Thus, the court admitted most of Ortiz's testimony, but struck the end portion where Ortiz was saying that Miguel said he was looking for him.

A subsequent exchange also led to an objection, causing the court to strike a portion of the testimony:

"Q. So when you owe a debt, you know that what is likely coming to you is violence for not paying that debt?
"A. Yeah. I know that it is going to be some kind of confrontation, and it is going to be some form of aggression, some form of violence, is the only way it is going to work, because of the respect issue. Like the respect issue, he has to save face. He can't allow that. And I disrespected the man, you know, and it is what it is going to come down to is that. And I know that it is his life. It is his business. It is what he does. He sells drugs.
"[Prosecutor]: I'm going to object—
"The Court: I'm going to ask—
"[Prosecutor]: —and move to strike.
"The Court: On my own objection.
"[Ortiz's Attorney]: I think it goes—
"The Court: I understand what you are thinking. It is going to, but the portion, 'He has to save face,' everything after that will be stricken. [¶] So I will allow that first portion of the answer to remain and ask you to move on from this area."
Outside the presence of the jury, the attorneys and court addressed the issue of Ortiz trying to offer additional testimony regarding his state of mind. This discussion consisted of the following exchange:

"[Ortiz's Attorney]: Yes. Your Honor made several rulings that sort of prohibited me from going into what [Ortiz] knew at the time with regard to the threats Miguel had made. [¶] I'm not offering them for the truth of the matter, but I do think it is important what [Ortiz]'s mindset was at the time, and I think I should be allowed to explore that in depth. Not as to who told him what, but just he had heard certain things and how that impacted what happened that day.

"The Court: No.
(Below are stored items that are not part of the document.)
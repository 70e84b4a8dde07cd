//! Delete a committee (cascades to its sessions and delegate assignments)

use crate::audit::params::Params;
use crate::error::AppError;
use crate::features::FeatureState;

const DELETE_COMMITTEE: &str = "DELETE FROM committees WHERE id = $1";

#[derive(Debug, thiserror::Error)]
pub enum DeleteCommitteeError {
    #[error("Committee with id {0} not found")]
    NotFound(i64),
    #[error("Database error: {0}")]
    Database(#[from] sqlx::Error),
}

impl From<DeleteCommitteeError> for AppError {
    fn from(err: DeleteCommitteeError) -> Self {
        match err {
            DeleteCommitteeError::NotFound(id) => {
                AppError::NotFound(format!("Committee with id {} not found", id))
            },
            DeleteCommitteeError::Database(e) => AppError::Database(e),
        }
    }
}

#[tracing::instrument(skip(state))]
pub async fn handle(state: &FeatureState, id: i64) -> Result<(), DeleteCommitteeError> {
    let obs = state
        .auditor
        .begin(DELETE_COMMITTEE, Params::new().push("id", id));
    let result = sqlx::query(DELETE_COMMITTEE)
        .bind(id)
        .execute(&state.db)
        .await?;
    obs.finish(&state.db).await;

    if result.rows_affected() == 0 {
        return Err(DeleteCommitteeError::NotFound(id));
    }

    tracing::info!(committee_id = id, "Committee deleted");
    Ok(())
}
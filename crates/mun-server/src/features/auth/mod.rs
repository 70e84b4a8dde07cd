//! Authentication feature: login, logout, profile, password change

pub mod commands;
pub mod routes;

pub use routes::auth_routes;
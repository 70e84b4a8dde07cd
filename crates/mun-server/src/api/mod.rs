//! API layer: shared response envelopes

pub mod response;

pub use response::{ApiResponse, ErrorResponse, PaginationMeta};
//! Fetch a single committee with its agenda sessions

use sqlx::PgPool;

use crate::error::AppError;
use crate::models::{CommitteeRow, CommitteeView};

#[derive(Debug, thiserror::Error)]
pub enum GetCommitteeError {
    #[error("Committee with id {0} not found")]
    NotFound(i64),
    #[error("Database error: {0}")]
    Database(#[from] sqlx::Error),
}

impl From<GetCommitteeError> for AppError {
    fn from(err: GetCommitteeError) -> Self {
        match err {
            GetCommitteeError::NotFound(id) => {
                AppError::NotFound(format!("Committee with id {} not found", id))
            },
            GetCommitteeError::Database(e) => AppError::Database(e),
        }
    }
}

#[tracing::instrument(skip(pool))]
pub async fn handle(pool: PgPool, id: i64) -> Result<CommitteeView, GetCommitteeError> {
    let row: Option<CommitteeRow> = sqlx::query_as("SELECT * FROM committees WHERE id = $1")
        .bind(id)
        .fetch_optional(&pool)
        .await?;
    let row = row.ok_or(GetCommitteeError::NotFound(id))?;

    let sessions = super::super::sessions_for(&pool, row.id).await?;
    Ok(CommitteeView::from_row(&row, sessions))
}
I understand your argument[, b]elieve me. [¶] And in my review of the record, why I love this device is, I think there is sufficient information to address for you that—your client's belief about what he thought about Miguel, and any more detail could only be interpreted for using as to the truth of the matter asserted, because in my review of what I allowed to remain on the record, there is plenty of information of your client's mindset, and that's why I ruled the way I did.
"[Ortiz's Attorney]: Just for the record, I feel like I should be able to explore more as to the extent of how—of all of the different occasions that he learned that [Miguel] was mad, that he was mad that [Ortiz] had disrespected him, and just to say he had heard it—that he had heard it doesn't go to the extent and the nature of the threats that [Ortiz] knew about, that were in his mind, that go to his state of mind at the time, that go directly to his claim of self-defense, because he knew that Miguel Fuentes was a person who carried weapons. He knew that Miguel Fuentes was a person who could become violent.
"The Court: And both of those are on the record, and I allowed them to stand. And any further exploration into the detail, you could only want to put before the jury to prejudice them as to the underlying facts, because those two statements that you have just made are contained on this record that I have allowed in, and in my review of what I said, that's why I said I have let you go that far and asked you to move on.
"[Ortiz's Attorney]: Okay.

"The Court: So you have made your record, and I am standing by my ruling. [¶] Anything from the People?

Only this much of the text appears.